The Fall COVID19 Shot is already a US Public Health Disaster
The FDA, CDC, Pfizer and the Biden administration are practicing reckless medicine; Here is how I will advise instead
The Biden administration seems set on pushing out a fall booster for all age groups. The CDC director has alluded to it in recent videos, and hospitals are emailing staff to be prepared to receive it. Even David Leonhardt, writing for the Times, who is more balanced on COVID19 policy than his colleagues, say about the fall booster, “all adults should consider getting a booster shot. Many Americans have now gone more than a year without one, and immunity has waned.”
In contrast, the UK government disagrees. Here, is there fall guidance:
Ultimately the UK is more sensible, but everyone is wrong. The fall 2023 booster is essentially a widespread medical intervention made with zero data. It should not be offered with no ongoing or conducted RCTs.
Consider the spectrum of risk. Of course, older people might have more to gain than younger people. People who never had covid (not many left) might have more to gain than those who have had it (especially multiply), and young men have the most to lose. Every time you alter the spike sequence, you may have less myocarditis or more!
Walid Gellad notes that FDA has failed to enforce the post marketing commitment and as such pushing more doses in young men seems reckless. Why is FDA waiving this requirement?
Ultimately, however, only randomized controlled trials can tell us who has a net benefit. Yet, this administration does not want any. Pfizer made 100 billion in their peak year, and can afford to generate data, and yet the white house, which has now pushed Gruber and Krause out of FDA, has decided to generate no data.
Observational data will not help. B/c the people who seek boosters will be different than those who don’t. We explained that more in NEJM.
In the absence of data, and with no ongoing on planned RCTs, I have the following conclusions:
The Biden Administration is not science based. They are as ignorant as the anti-science fringe they decry. I would watch for conflicts of interest as Califf, Jha, Murthy and others move into private sector.
I will never get another COVID19 shot until someone shows it lowers the risk of severe disease for someone of (a) my age and (b) who already had 3 doses (2 against my will) and (c) COVID. Practically, given the anti-science admin, this will be never.
I would not advise anyone healthy <65 to get the vaccine.
I would not advise anyone healthy who had COVID already to get the vaccine.
For those >65 with medical problems, and no prior covid, there are no data. I suspect nearly none of these people will want the booster, and I won’t push back. I have no data to fight with.
I would discourage all COVID19 vaccination of anyone healthy <30 (this is most insane); Especially <18. At this point, all have had covid and no data show further doses help them.
Colleges & hospitals should NEVER mandate this booster
I will continue to oppose the universal booster program without data, and this anti-science administration.
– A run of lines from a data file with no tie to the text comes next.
impl<S: KvStore> App<S> {
    /// Creates the application around a loaded task store and a theme
    /// store, applying configured defaults.
    pub fn new(tasks: TaskStore<S>, theme_store: S, config: &AppConfig) -> Self {
        let mut engine = TimerEngine::new();
        engine.set_duration_mins(config.default_minutes);
        let theme = theme_store
            .get(THEME_KEY)
            .and_then(|name| ThemeKind::from_name(&name))
            .or_else(|| ThemeKind::from_name(&config.default_theme))
            .unwrap_or_default();

        Self {
            engine,
            tasks,
            theme_store,
            theme,
            input: String::new(),
            cursor_position: 0,
            focus: PanelFocus::Input,
            task_cursor: 0,
            pending_minutes: config.default_minutes,
            quote: IDLE_QUOTE.to_string(),
            quote_buffer: None,
            quote_loading: false,
            status_message: None,
            bell_pending: false,
            should_quit: false,
        }
    }

    // -----------------------------------------------------------------
    // Key handling
    // -----------------------------------------------------------------

    /// Handle a key event. `now_ms` is the wall clock the timer engine
    /// runs on; the caller owns it.
    pub fn handle_key_event(&mut self, key: KeyEvent, now_ms: u64) -> Option<AppCommand> {
        // Global shortcuts
        match (key.code, key.modifiers) {
            (KeyCode::Char('c'), KeyModifiers::CONTROL) | (KeyCode::Esc, _) => {
                self.should_quit = true;
                return None;
            }
            (KeyCode::Tab, KeyModifiers::SHIFT) => {
                self.cycle_focus_backward();
                return None;
            }
            (KeyCode::Tab | KeyCode::BackTab, _) => {
                self.cycle_focus_forward();
                return None;
            }
            _ => {}
        }

        // Focus-specific shortcuts
        match self.focus {
            PanelFocus::Input => {
                self.handle_input_key(key);
                None
            }
            PanelFocus::Tasks => self.handle_tasks_key(key),
            PanelFocus::Timer => {
                self.handle_timer_key(key, now_ms);
                None
            }
        }
    }

    /// Handle key event when the input box is focused.
    fn handle_input_key(&mut self, key: KeyEvent) {
        match key.code {
            KeyCode::Enter => self.submit_task(),
            KeyCode::Char(c) => self.enter_char(c),
            KeyCode::Backspace => self.delete_char(),
            KeyCode::Left => self.move_cursor_left(),
            KeyCode::Right => self.move_cursor_right(),
            KeyCode::Home => self.cursor_position = 0,
            KeyCode::End => self.cursor_position = self.input.chars().count(),
            _ => {}
        }
    }

    /// Handle key event when the task list is focused.
    fn handle_tasks_key(&mut self, key: KeyEvent) -> Option<AppCommand> {
        match key.code {
            KeyCode::Up | KeyCode::Char('k') => self.cursor_up(),
            KeyCode::Down | KeyCode::Char('j') => self.cursor_down(),
            KeyCode::Char('K') => self.move_task_up(),
            KeyCode::Char('J') => self.move_task_down(),
            KeyCode::Enter | KeyCode::Char('c') => self.complete_under_cursor(),
            KeyCode::Char('d') => self.delete_under_cursor(),
            KeyCode::Char('s') => self.toggle_select_under_cursor(),
            KeyCode::Char('e') => self.export_csv(),
            KeyCode::Char('t') => self.toggle_theme(),
            KeyCode::Char('g') => return self.request_quote(),
            KeyCode::Char('q') => self.should_quit = true,
            _ => {}
        }
        None
    }

    /// Handle key event when the timer panel is focused.
    fn handle_timer_key(&mut self, key: KeyEvent, now_ms: u64) {
        match key.code {
            KeyCode::Char(' ') => self.toggle_timer(now_ms),
            KeyCode::Char('r') => {
                self.engine.reset();
                self.status_message = Some("Timer reset".to_string());
            }
            KeyCode::Char('+' | '=') => self.pending_minutes = self.pending_minutes.saturating_add(1),
            KeyCode::Char('-') => self.pending_minutes = self.pending_minutes.saturating_sub(1).max(1),
            KeyCode::Enter => {
                self.engine.set_duration_mins(self.pending_minutes);
                self.status_message = Some(format!("Duration set to {} min", self.pending_minutes));
            }
            KeyCode::Char('q') => self.should_quit = true,
            _ => {}
        }
    }

    // -----------------------------------------------------------------
    // Timer actions
    // -----------------------------------------------------------------

    /// Start/pause toggle for the space key.
    fn toggle_timer(&mut self, now_ms: u64) {
        if self.engine.is_running() {
            self.engine.pause();
            self.status_message = Some("Paused".to_string());
        } else if self.engine.start(now_ms) {
            self.status_message = Some("Focus!".to_string());
        }
    }

    /// Applies an expiry signal: mark the carried task complete, queue the
    /// audio/visual cue, clear a now-stale selection.
    pub fn apply_completion(&mut self, completion: &TimerCompletion) {
        if let Some(id) = completion.completed_task_id {
            if self.tasks.complete(id) {
                let text = self
                    .tasks
                    .get(id)
                    .map_or_else(String::new, |t| t.text.clone());
                self.status_message = Some(format!("Session complete — finished: {text}"));
            }
            if self.engine.selected_task() == Some(id) {
                self.engine.select_task(None);
            }
        } else {
            self.status_message = Some("Session complete".to_string());
        }
        self.bell_pending = true;
        self.clamp_task_cursor();
    }

    // -----------------------------------------------------------------
    // Task actions
    // -----------------------------------------------------------------

    /// Submit the current input as a new task.
    fn submit_task(&mut self) {
        if self.tasks.add(&self.input).is_some() {
            self.input.clear();
            self.cursor_position = 0;
        }
    }

    /// Id of the task under the display cursor.
    #[must_use]
    pub fn task_under_cursor(&self) -> Option<TaskId> {
        self.tasks
            .display_order()
            .get(self.task_cursor)
            .map(|t| t.id)
    }

    fn complete_under_cursor(&mut self) {
        if let Some(id) = self.task_under_cursor() {
            if self.tasks.complete(id) && self.engine.selected_task() == Some(id) {
                self.engine.select_task(None);
            }
        }
    }

    fn delete_under_cursor(&mut self) {
        if let Some(id) = self.task_under_cursor() {
            if self.tasks.delete(id) {
                if self.engine.selected_task() == Some(id) {
                    self.engine.select_task(None);
                }
                self.clamp_task_cursor();
            }
        }
    }

    /// Selects the task under the cursor for the focus session, or clears
    /// the selection when it is already selected. Completed tasks are not
    /// selectable.
    fn toggle_select_under_cursor(&mut self) {
        let Some(id) = self.task_under_cursor() else {
            return;
        };
        if self.engine.selected_task() == Some(id) {
            self.engine.select_task(None);
            return;
        }
        if self.tasks.get(id).is_some_and(|t| !t.completed) {
            self.engine.select_task(Some(id));
            self.status_message = Some("Task will be marked complete when the timer ends".to_string());
        }
    }

    /// Moves the task under the cursor one slot up (above its display
    /// predecessor). The store enforces the reorder preconditions.
    fn move_task_up(&mut self) {
        if self.task_cursor == 0 {
            return;
        }
        let display: Vec<TaskId> = self.tasks.display_order().iter().map(|t| t.id).collect();
        let (Some(&source), Some(&target)) =
            (display.get(self.task_cursor), display.get(self.task_cursor - 1))
        else {
            return;
        };
        if self.tasks.reorder(source, target, DropPosition::Above) {
            self.task_cursor -= 1;
        }
    }

    /// Moves the task under the cursor one slot down (below its display
    /// successor).
    fn move_task_down(&mut self) {
        let display: Vec<TaskId> = self.tasks.display_order().iter().map(|t| t.id).collect();
        let (Some(&source), Some(&target)) =
            (display.get(self.task_cursor), display.get(self.task_cursor + 1))
        else {
            return;
        };
        if self.tasks.reorder(source, target, DropPosition::Below) {
            self.task_cursor += 1;
        }
    }

    fn cursor_up(&mut self) {
        self.task_cursor = self.task_cursor.saturating_sub(1);
    }

    fn cursor_down(&mut self) {
        if self.task_cursor + 1 < self.tasks.len() {
            self.task_cursor += 1;
        }
    }

    fn clamp_task_cursor(&mut self) {
        if self.task_cursor >= self.tasks.len() {
            self.task_cursor = self.tasks.len().saturating_sub(1);
        }
    }

    /// Exports the task list as CSV into the working directory.
    fn export_csv(&mut self) {
        let dir = std::env::current_dir().unwrap_or_else(|_| std::path::PathBuf::from("."));
        match crate::tasks::export::write_export(&dir, self.tasks.tasks(), chrono::Utc::now()) {
            Ok(path) => self.status_message = Some(format!("Exported to {}", path.display())),
            Err(e) => {
                tracing::error!(error = %e, "csv export failed");
                self.status_message = Some("Export failed".to_string());
            }
        }
    }

    // -----------------------------------------------------------------
    // Theme
    // -----------------------------------------------------------------

    /// Flips between dark and light and persists the choice.
    fn toggle_theme(&mut self) {
        self.theme = self.theme.toggled();
        if let Err(e) = self.theme_store.set(THEME_KEY, self.theme.name()) {
            tracing::warn!(error = %e, "theme preference save failed");
        }
    }

    // -----------------------------------------------------------------
    // Quote
    // -----------------------------------------------------------------

    /// Stages a quote refresh unless one is already in flight.
    fn request_quote(&mut self) -> Option<AppCommand> {
        if self.quote_loading {
            return None;
        }
        self.quote_loading = true;
        Some(AppCommand::RefreshQuote)
    }

    /// Applies a quote event from the background task.
    pub fn apply_quote_event(&mut self, event: QuoteEvent) {
        match event {
            QuoteEvent::Quote(quote) => {
                self.quote = quote;
                self.quote_buffer = None;
                self.quote_loading = false;
            }
            QuoteEvent::Fragment(fragment) => {
                let buffer = self.quote_buffer.get_or_insert_with(String::new);
                buffer.push_str(&fragment);
                // Live-render the partial quote as fragments land.
                self.quote.clone_from(buffer);
            }
            QuoteEvent::Done => {
                if let Some(buffer) = self.quote_buffer.take() {
                    self.quote = buffer;
                }
                self.quote_loading = false;
            }
            QuoteEvent::Failed(message) => {
                self.quote = message;
                self.quote_buffer = None;
                self.quote_loading = false;
            }
        }
    }

    // -----------------------------------------------------------------
    // Input editing
    // -----------------------------------------------------------------

    /// Byte offset of the character cursor.
    fn byte_index(&self) -> usize {
        self.input
            .char_indices()
            .map(|(i, _)| i)
            .nth(self.cursor_position)
            .unwrap_or(self.input.len())
    }

    /// Insert a character at the cursor position.
    fn enter_char(&mut self, c: char) {
        let index = self.byte_index();
        self.input.insert(index, c);
        self.cursor_position += 1;
    }

    /// Delete the character before the cursor.
    fn delete_char(&mut self) {
        if self.cursor_position == 0 {
            return;
        }
        self.cursor_position -= 1;
        let index = self.byte_index();
        self.input.remove(index);
    }

    /// Move cursor left.
    const fn move_cursor_left(&mut self) {
        if self.cursor_position > 0 {
            self.cursor_position -= 1;
        }
    }

    /// Move cursor right.
    fn move_cursor_right(&mut self) {
        if self.cursor_position < self.input.chars().count() {
            self.cursor_position += 1;
        }
    }

    // -----------------------------------------------------------------
    // Focus
    // -----------------------------------------------------------------

    /// Cycle focus forward: Input -> Tasks -> Timer -> Input.
    const fn cycle_focus_forward(&mut self) {
        self.focus = match self.focus {
            PanelFocus::Input => PanelFocus::Tasks,
            PanelFocus::Tasks => PanelFocus::Timer,
            PanelFocus::Timer => PanelFocus::Input,
        };
    }

    /// Cycle focus backward: Input -> Timer -> Tasks -> Input.
    const fn cycle_focus_backward(&mut self) {
        self.focus = match self.focus {
            PanelFocus::Input => PanelFocus::Timer,
            PanelFocus::Timer => PanelFocus::Tasks,
            PanelFocus::Tasks => PanelFocus::Input,
        };
    }
}
//! Quote box rendering.

use ratatui::{
    Frame,
    layout::Rect,
    text::Span,
    widgets::{Block, Borders, Paragraph, Wrap},
};

use crate::app::App;
use crate::storage::KvStore;

use super::theme::Palette;

/// Render the motivational quote box.
pub fn render<S: KvStore>(frame: &mut Frame, area: Rect, app: &App<S>, palette: &Palette) {
    let title = if app.quote_loading {
        "Motivation \u{22ef}"
    } else {
        "Motivation"
    };

    let block = Block::default()
        .title(Span::styled(title, palette.panel_title(palette.quote_title)))
        .borders(Borders::ALL)
        .border_style(palette.normal());

    let paragraph = Paragraph::new(Span::styled(app.quote.as_str(), palette.quote()))
        .wrap(Wrap { trim: true })
        .block(block)
        .centered();

    frame.render_widget(paragraph, area);
}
My position of how to handle the fall booster is in line with longstanding principles of medicine, including ‘you can’t push things on healthy people without good data,’ ‘beware conflicts of interest and optimism bias’ and ‘all medicines have diminishing returns’— these principles have been forgotten.
The Biden administration’s handing of COVID19 vaccine policy was a disaster, which I detail here. The fall booster enriches Pfizer and does not generate data for 300 million people who may be curious. It looks like they will double down on their errors. The people driving the bus are ignorant of medicine, and worse: they want to keep the rest of us ignorant on boosters.